### WHAT NEEDS TO BE DONE
Show every line below where "MatchedProvider" appears.

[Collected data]
---*---

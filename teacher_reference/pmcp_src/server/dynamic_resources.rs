//! Dynamic resource provider system for pattern-based resource routing.
//!
//! This module provides a trait-based system for handling dynamic resources using URI templates,
//! eliminating the need for manual URI parsing and pattern matching code.
//!
//! # Architecture
//!
//! - **Static Resources**: Fast O(1) HashMap lookup for fixed URIs
//! - **Dynamic Providers**: Pattern-based routing using RFC 6570 URI templates
//! - **Priority System**: Multiple providers can handle the same pattern with configurable priority
//! - **Template Matching**: Automatic parameter extraction from URIs
//!
//! # Examples
//!
//! ```rust
//! use pmcp::server::dynamic_resources::{DynamicResourceProvider, UriParams, RequestContext};
//! use pmcp::types::{Content, ReadResourceResult, ResourceTemplate};
//! use pmcp::Result;
//! use async_trait::async_trait;
//!
//! struct DatasetProvider;
//!
//! #[async_trait]
//! impl DynamicResourceProvider for DatasetProvider {
//!     fn templates(&self) -> Vec<ResourceTemplate> {
//!         vec![
//!             ResourceTemplate {
//!                 uri_template: "datasets://{id}/schema".parse().unwrap(),
//!                 name: "Dataset Schema".to_string(),
//!                 description: Some("Schema for a dataset".to_string()),
//!                 mime_type: Some("application/json".to_string()),
//!             }
//!         ]
//!     }
//!
//!     async fn fetch(
//!         &self,
//!         uri: &str,
//!         params: UriParams,
//!         _context: RequestContext,
//!     ) -> Result<ReadResourceResult> {
//!         let id = params.get("id").unwrap();
//!         Ok(ReadResourceResult {
//!             contents: vec![Content::Text {
//!                 text: format!("Schema for dataset {}", id),
//!             }],
//!         })
//!     }
//! }
//! ```

use crate::server::cancellation::RequestHandlerExtra;
use crate::shared::uri_template::UriTemplate;
use crate::types::{ReadResourceResult, ResourceTemplate};
use crate::Result;
use async_trait::async_trait;
use std::collections::HashMap;
use std::sync::Arc;

/// Parameters extracted from a URI template match.
///
/// Contains the variable bindings from matching a URI against a template.
/// For example, matching `datasets://{id}/schema` against `datasets://123/schema`
/// would produce `{"id": "123"}`.
#[derive(Debug, Clone)]
pub struct UriParams {
    variables: HashMap<String, String>,
}

impl UriParams {
    /// Create new URI parameters from a variable map.
    pub fn new(variables: HashMap<String, String>) -> Self {
        Self { variables }
    }

    /// Get a parameter value by name.
    ///
    /// # Examples
    ///
    /// ```rust
    /// use pmcp::server::dynamic_resources::UriParams;
    /// use std::collections::HashMap;
    ///
    /// let mut vars = HashMap::new();
    /// vars.insert("id".to_string(), "123".to_string());
    /// let params = UriParams::new(vars);
    ///
    /// assert_eq!(params.get("id"), Some(&"123".to_string()));
    /// assert_eq!(params.get("missing"), None);
    /// ```
    pub fn get(&self, name: &str) -> Option<&String> {
        self.variables.get(name)
    }

    /// Get a parameter value with a default.
    pub fn get_or(&self, name: &str, default: &str) -> String {
        self.variables
            .get(name)
            .cloned()
            .unwrap_or_else(|| default.to_string())
    }

    /// Check if a parameter exists.
    pub fn contains(&self, name: &str) -> bool {
        self.variables.contains_key(name)
    }

    /// Get all parameter names.
    pub fn keys(&self) -> Vec<&String> {
        self.variables.keys().collect()
    }

    /// Get all parameter values.
    pub fn values(&self) -> Vec<&String> {
        self.variables.values().collect()
    }

    /// Get the number of parameters.
    pub fn len(&self) -> usize {
        self.variables.len()
    }

    /// Check if parameters are empty.
    pub fn is_empty(&self) -> bool {
        self.variables.is_empty()
    }

    /// Convert to inner HashMap.
    pub fn into_inner(self) -> HashMap<String, String> {
        self.variables
    }
}

/// Request context for dynamic resource providers.
///
/// Provides access to request metadata, authentication, and session information.
#[derive(Debug, Clone)]
pub struct RequestContext {
    /// Session ID if available
    pub session_id: Option<String>,
    /// Request metadata from the MCP protocol
    pub metadata: HashMap<String, String>,
    /// Raw request handler extra data
    pub extra: RequestHandlerExtra,
}

impl RequestContext {
    /// Create a new request context.
    pub fn new(extra: RequestHandlerExtra) -> Self {
        Self {
            session_id: None,
            metadata: HashMap::new(),
            extra,
        }
    }

    /// Set the session ID.
    pub fn with_session_id(mut self, session_id: impl Into<String>) -> Self {
        self.session_id = Some(session_id.into());
        self
    }

    /// Add metadata.
    pub fn with_metadata(mut self, key: impl Into<String>, value: impl Into<String>) -> Self {
        self.metadata.insert(key.into(), value.into());
        self
    }

    /// Get metadata value.
    pub fn get_metadata(&self, key: &str) -> Option<&String> {
        self.metadata.get(key)
    }
}

/// Trait for dynamic resource providers using URI template matching.
///
/// Implement this trait to handle resources with dynamic URIs like `datasets://{id}/schema`.
/// The trait automatically handles URI parsing, parameter extraction, and routing.
///
/// # Priority
///
/// When multiple providers match the same URI, they are executed in priority order
/// (lower priority values execute first). The default priority is 50.
///
/// # Examples
///
/// ```rust
/// use pmcp::server::dynamic_resources::{DynamicResourceProvider, UriParams, RequestContext};
/// use pmcp::types::{Content, ReadResourceResult, ResourceTemplate};
/// use pmcp::Result;
/// use async_trait::async_trait;
///
/// struct FileProvider {
///     base_path: String,
/// }
///
/// #[async_trait]
/// impl DynamicResourceProvider for FileProvider {
///     fn templates(&self) -> Vec<ResourceTemplate> {
///         vec![
///             ResourceTemplate {
///                 uri_template: "file://{path}".parse().unwrap(),
///                 name: "File Resource".to_string(),
///                 description: Some("Access to file system".to_string()),
///                 mime_type: None,
///             }
///         ]
///     }
///
///     fn priority(&self) -> i32 {
///         100 // Lower priority than default
///     }
///
///     async fn fetch(
///         &self,
///         _uri: &str,
///         params: UriParams,
///         _context: RequestContext,
///     ) -> Result<ReadResourceResult> {
///         let path = params.get("path").unwrap();
///         let full_path = format!("{}/{}", self.base_path, path);
///
///         // Read file and return contents...
///         Ok(ReadResourceResult {
///             contents: vec![Content::Text {
///                 text: format!("Contents of {}", full_path),
///             }],
///         })
///     }
/// }
/// ```
#[async_trait]
pub trait DynamicResourceProvider: Send + Sync {
    /// Return URI templates this provider handles.
    ///
    /// The templates use RFC 6570 syntax for variable extraction.
    /// Common patterns:
    /// - `{var}` - Simple variable
    /// - `{/path}` - Path segment
    /// - `{?query}` - Query parameter
    ///
    /// # Examples
    ///
    /// ```rust
    /// use pmcp::types::ResourceTemplate;
    ///
    /// let templates = vec![
    ///     ResourceTemplate {
    ///         uri_template: "datasets://{id}/schema".parse().unwrap(),
    ///         name: "Dataset Schema".to_string(),
    ///         description: Some("Schema for a dataset".to_string()),
    ///         mime_type: Some("application/json".to_string()),
    ///     },
    ///     ResourceTemplate {
    ///         uri_template: "datasets://{id}/preview".parse().unwrap(),
    ///         name: "Dataset Preview".to_string(),
    ///         description: Some("Preview of dataset contents".to_string()),
    ///         mime_type: Some("text/plain".to_string()),
    ///     },
    /// ];
    /// ```
    fn templates(&self) -> Vec<ResourceTemplate>;

    /// Fetch a resource with extracted URI parameters.
    ///
    /// Called when a URI matches one of this provider's templates.
    /// The `params` argument contains extracted template variables.
    ///
    /// # Arguments
    ///
    /// * `uri` - The full URI being requested
    /// * `params` - Extracted template variables (e.g., `{id}` -> `"123"`)
    /// * `context` - Request context with session and metadata
    ///
    /// # Errors
    ///
    /// Return an error if:
    /// - The resource doesn't exist
    /// - Parameters are invalid
    /// - An internal error occurs
    async fn fetch(
        &self,
        uri: &str,
        params: UriParams,
        context: RequestContext,
    ) -> Result<ReadResourceResult>;

    /// Priority for conflict resolution (lower = higher priority).
    ///
    /// When multiple providers match the same URI, they are tried in priority order.
    /// Default priority is 50. Use lower values for higher priority providers.
    fn priority(&self) -> i32 {
        50
    }
}

/// Internal helper for matched dynamic resources.
#[derive(Clone)]
pub(crate) struct MatchedProvider {
    pub(crate) provider: Arc<dyn DynamicResourceProvider>,
    pub(crate) params: UriParams,
    #[allow(dead_code)] // Reserved for future use (metadata, logging)
    pub(crate) template: ResourceTemplate,
}

/// Internal helper to store a template with its parsed UriTemplate.
struct ParsedTemplate {
    template: ResourceTemplate,
    parsed: UriTemplate,
}

/// Internal helper for routing resources to providers.
pub(crate) struct ResourceRouter {
    providers: Vec<Arc<dyn DynamicResourceProvider>>,
    // Cached parsed templates for efficient matching
    parsed_templates: Vec<(Arc<dyn DynamicResourceProvider>, ParsedTemplate)>,
}

impl ResourceRouter {
    /// Create a new resource router.
    pub(crate) fn new() -> Self {
        Self {
            providers: Vec::new(),
            parsed_templates: Vec::new(),
        }
    }

    /// Add a dynamic provider.
    pub(crate) fn add_provider(&mut self, provider: Arc<dyn DynamicResourceProvider>) {
        // Parse and cache templates for efficient matching
        for template in provider.templates() {
            if let Ok(parsed) = UriTemplate::new(&template.uri_template) {
                self.parsed_templates.push((
                    Arc::clone(&provider),
                    ParsedTemplate {
                        template: template.clone(),
                        parsed,
                    },
                ));
            } else {
                tracing::warn!("Failed to parse URI template: {}", template.uri_template);
            }
        }

        self.providers.push(provider);
        // Sort by priority (lower = higher priority)
        self.providers.sort_by_key(|p| p.priority());

        // Re-sort parsed templates by provider priority
        self.parsed_templates
            .sort_by_key(|(provider, _)| provider.priority());
    }

    /// Try to match a URI against all registered providers.
    ///
    /// Returns the first provider that matches, or None if no match.
    pub(crate) fn match_uri(&self, uri: &str) -> Option<MatchedProvider> {
        for (provider, parsed_template) in &self.parsed_templates {
            if let Some(variables) = parsed_template.parsed.match_uri(uri) {
                return Some(MatchedProvider {
                    provider: Arc::clone(provider),
                    params: UriParams::new(variables),
                    template: parsed_template.template.clone(),
                });
            }
        }
        None
    }

    /// Get all templates from all providers.
    pub(crate) fn all_templates(&self) -> Vec<ResourceTemplate> {
        self.providers.iter().flat_map(|p| p.templates()).collect()
    }
}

---*---

### ANSWER TO THIS EXERCISE
pub(crate) struct MatchedProvider {
    pub(crate) fn match_uri(&self, uri: &str) -> Option<MatchedProvider> {
                return Some(MatchedProvider {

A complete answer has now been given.